Data excerpts

◇ ◇ ◇ ◇ ◇ ◇ ◇

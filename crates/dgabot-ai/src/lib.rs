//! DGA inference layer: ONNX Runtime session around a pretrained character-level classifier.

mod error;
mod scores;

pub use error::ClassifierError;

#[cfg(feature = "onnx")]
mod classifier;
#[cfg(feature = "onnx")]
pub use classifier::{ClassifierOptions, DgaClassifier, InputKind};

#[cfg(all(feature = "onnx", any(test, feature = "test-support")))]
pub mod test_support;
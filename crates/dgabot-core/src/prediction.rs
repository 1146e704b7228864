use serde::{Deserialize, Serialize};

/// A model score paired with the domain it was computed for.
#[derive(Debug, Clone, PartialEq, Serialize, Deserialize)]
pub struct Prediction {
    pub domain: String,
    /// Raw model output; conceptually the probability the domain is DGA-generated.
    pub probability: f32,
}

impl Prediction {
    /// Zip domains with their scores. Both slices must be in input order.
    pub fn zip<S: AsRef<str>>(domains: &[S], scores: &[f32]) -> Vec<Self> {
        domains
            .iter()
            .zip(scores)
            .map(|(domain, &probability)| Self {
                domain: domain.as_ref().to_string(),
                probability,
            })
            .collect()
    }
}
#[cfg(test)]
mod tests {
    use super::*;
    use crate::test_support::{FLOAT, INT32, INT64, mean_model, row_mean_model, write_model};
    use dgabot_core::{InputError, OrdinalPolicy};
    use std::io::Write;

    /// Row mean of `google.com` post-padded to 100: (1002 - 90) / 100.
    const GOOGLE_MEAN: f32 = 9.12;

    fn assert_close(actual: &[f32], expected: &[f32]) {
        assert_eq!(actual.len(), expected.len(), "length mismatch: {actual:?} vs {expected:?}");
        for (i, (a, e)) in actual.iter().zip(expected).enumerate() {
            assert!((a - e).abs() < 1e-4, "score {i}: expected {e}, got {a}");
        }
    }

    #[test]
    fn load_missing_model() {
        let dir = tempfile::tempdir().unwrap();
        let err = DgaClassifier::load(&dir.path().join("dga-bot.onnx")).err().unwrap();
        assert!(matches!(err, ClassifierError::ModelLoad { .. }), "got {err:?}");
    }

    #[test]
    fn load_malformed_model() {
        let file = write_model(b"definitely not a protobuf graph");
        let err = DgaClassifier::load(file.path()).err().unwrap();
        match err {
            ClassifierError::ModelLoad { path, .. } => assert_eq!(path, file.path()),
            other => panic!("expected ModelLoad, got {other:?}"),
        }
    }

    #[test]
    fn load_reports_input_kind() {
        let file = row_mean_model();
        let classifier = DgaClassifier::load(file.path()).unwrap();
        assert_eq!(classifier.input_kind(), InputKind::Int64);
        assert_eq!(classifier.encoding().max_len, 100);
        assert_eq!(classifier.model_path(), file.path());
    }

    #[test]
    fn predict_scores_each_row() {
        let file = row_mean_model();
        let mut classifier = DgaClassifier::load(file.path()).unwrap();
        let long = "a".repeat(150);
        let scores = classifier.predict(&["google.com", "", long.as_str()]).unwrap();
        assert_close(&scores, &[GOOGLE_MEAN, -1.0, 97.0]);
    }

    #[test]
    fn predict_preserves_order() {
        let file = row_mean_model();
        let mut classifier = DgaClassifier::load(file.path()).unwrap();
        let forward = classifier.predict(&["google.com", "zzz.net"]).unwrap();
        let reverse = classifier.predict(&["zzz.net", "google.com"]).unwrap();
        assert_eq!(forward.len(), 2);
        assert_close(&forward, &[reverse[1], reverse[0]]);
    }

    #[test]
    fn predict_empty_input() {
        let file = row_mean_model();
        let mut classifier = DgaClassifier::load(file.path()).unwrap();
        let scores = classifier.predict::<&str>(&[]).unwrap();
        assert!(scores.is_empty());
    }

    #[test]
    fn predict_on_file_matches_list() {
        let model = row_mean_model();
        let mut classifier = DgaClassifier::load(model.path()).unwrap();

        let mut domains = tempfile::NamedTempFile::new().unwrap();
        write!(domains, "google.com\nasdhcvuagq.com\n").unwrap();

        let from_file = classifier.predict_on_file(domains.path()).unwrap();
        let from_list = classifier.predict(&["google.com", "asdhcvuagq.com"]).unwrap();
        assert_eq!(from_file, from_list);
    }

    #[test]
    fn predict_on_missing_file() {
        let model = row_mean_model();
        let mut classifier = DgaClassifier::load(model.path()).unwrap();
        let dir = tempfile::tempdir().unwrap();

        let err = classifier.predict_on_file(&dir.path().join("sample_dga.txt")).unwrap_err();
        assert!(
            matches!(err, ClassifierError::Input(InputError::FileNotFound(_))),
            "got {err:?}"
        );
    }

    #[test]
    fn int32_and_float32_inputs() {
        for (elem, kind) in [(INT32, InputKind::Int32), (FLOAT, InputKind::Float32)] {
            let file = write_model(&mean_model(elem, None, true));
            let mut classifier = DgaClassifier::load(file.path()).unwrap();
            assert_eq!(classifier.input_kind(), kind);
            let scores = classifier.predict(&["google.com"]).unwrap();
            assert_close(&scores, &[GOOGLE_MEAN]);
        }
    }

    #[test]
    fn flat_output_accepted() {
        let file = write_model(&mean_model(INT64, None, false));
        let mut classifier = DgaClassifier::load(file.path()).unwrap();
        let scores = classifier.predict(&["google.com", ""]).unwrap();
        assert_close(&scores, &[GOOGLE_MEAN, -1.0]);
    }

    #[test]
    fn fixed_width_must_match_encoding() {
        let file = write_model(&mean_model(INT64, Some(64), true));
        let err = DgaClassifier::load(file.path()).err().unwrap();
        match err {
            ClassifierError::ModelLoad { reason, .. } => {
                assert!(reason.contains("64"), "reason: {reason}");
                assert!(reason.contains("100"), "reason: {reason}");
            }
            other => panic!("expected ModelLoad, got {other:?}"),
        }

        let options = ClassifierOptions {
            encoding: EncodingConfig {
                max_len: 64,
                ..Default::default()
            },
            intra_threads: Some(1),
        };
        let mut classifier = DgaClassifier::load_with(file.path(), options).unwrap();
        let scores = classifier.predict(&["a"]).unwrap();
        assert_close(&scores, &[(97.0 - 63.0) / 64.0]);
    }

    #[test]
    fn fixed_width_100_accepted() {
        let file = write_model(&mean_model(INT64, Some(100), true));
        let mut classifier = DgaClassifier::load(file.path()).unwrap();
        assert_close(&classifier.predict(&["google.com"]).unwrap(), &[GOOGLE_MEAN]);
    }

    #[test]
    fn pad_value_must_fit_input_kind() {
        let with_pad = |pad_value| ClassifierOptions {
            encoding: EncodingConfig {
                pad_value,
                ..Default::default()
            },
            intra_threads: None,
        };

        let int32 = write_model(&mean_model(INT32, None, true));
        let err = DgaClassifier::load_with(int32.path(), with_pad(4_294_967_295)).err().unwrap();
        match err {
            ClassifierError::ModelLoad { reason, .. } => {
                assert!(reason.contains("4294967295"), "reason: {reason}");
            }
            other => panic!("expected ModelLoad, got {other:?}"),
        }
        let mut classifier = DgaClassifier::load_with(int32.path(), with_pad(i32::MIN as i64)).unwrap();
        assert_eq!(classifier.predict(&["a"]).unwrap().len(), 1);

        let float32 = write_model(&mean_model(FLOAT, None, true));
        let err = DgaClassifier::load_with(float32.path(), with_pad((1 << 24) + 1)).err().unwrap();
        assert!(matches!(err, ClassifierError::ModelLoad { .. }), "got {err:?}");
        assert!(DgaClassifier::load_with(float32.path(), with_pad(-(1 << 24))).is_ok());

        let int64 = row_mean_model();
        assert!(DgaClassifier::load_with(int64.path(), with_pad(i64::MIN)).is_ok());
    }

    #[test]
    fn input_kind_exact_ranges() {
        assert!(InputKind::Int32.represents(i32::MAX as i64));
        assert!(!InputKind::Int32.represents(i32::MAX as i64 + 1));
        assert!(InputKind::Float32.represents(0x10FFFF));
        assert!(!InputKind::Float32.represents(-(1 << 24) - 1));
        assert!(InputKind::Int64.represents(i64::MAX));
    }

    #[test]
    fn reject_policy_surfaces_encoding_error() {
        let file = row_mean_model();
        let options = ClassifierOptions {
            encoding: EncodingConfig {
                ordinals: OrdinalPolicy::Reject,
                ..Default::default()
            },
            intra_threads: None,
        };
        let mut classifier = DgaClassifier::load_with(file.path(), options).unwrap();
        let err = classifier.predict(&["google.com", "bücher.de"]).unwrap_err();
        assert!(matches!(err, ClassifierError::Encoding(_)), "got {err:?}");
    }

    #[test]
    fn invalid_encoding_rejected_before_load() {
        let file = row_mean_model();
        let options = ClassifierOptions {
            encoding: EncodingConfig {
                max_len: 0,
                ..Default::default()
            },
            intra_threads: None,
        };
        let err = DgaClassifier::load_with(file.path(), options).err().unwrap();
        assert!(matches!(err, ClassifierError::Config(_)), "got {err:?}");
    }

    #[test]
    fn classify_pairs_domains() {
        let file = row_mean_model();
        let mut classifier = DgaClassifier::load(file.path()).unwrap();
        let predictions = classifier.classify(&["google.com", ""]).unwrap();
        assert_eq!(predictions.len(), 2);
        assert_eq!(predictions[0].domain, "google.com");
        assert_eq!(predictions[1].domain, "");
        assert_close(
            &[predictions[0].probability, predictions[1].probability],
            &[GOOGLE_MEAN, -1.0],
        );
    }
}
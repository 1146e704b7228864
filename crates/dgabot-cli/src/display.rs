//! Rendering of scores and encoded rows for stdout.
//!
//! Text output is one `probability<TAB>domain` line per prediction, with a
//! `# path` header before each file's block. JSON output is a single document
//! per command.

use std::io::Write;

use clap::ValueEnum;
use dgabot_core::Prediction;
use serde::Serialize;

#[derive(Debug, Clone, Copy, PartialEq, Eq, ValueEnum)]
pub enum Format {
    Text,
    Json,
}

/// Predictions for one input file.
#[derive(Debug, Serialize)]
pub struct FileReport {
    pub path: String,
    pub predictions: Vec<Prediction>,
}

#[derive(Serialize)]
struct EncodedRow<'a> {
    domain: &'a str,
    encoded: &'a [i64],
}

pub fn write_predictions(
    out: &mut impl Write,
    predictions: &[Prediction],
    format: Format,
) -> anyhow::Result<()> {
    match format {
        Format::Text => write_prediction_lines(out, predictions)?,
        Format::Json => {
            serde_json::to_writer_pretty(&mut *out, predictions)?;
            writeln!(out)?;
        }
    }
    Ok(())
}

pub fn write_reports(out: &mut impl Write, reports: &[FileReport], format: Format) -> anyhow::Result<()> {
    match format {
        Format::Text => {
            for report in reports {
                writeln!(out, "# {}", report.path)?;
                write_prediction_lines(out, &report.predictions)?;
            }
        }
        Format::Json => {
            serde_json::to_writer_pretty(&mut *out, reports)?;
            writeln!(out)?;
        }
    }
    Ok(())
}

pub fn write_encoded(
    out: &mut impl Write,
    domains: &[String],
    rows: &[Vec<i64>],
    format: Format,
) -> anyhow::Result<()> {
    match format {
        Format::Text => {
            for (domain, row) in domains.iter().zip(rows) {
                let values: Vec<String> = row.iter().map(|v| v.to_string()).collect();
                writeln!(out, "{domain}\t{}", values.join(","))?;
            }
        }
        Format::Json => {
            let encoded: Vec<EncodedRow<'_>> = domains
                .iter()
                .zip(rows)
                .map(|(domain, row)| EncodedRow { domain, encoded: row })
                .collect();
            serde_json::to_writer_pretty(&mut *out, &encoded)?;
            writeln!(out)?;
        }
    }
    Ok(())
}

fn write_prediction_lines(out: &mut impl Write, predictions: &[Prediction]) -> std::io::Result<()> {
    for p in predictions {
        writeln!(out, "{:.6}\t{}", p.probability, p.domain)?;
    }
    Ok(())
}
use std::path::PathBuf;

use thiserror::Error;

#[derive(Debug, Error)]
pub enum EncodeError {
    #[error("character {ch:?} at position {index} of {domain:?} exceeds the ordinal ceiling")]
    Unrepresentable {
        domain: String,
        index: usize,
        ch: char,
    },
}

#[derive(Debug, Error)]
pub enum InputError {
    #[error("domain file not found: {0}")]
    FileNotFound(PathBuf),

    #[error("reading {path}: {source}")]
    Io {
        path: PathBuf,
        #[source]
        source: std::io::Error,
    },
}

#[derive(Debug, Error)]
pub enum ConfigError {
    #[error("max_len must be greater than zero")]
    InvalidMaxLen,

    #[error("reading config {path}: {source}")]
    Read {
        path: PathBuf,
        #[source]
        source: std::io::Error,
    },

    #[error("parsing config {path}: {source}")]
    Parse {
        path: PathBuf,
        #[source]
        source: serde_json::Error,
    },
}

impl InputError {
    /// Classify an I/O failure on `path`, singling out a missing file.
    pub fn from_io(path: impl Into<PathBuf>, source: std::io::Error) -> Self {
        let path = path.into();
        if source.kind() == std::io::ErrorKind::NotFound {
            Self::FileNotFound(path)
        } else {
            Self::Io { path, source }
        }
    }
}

◇ ◇ ◇ ◇ ◇ ◇ ◇

Your goal — Return the opening line of the data and every line after it through the line containing "pub mod test_support;", please, exactly as written and with nothing added.

Your response —
filename crates/dgabot-ai/src/lib.rs
//! DGA inference layer: ONNX Runtime session around a pretrained character-level classifier.

mod error;
mod scores;

pub use error::ClassifierError;

#[cfg(feature = "onnx")]
mod classifier;
#[cfg(feature = "onnx")]
pub use classifier::{ClassifierOptions, DgaClassifier, InputKind};

#[cfg(all(feature = "onnx", any(test, feature = "test-support")))]
pub mod test_support;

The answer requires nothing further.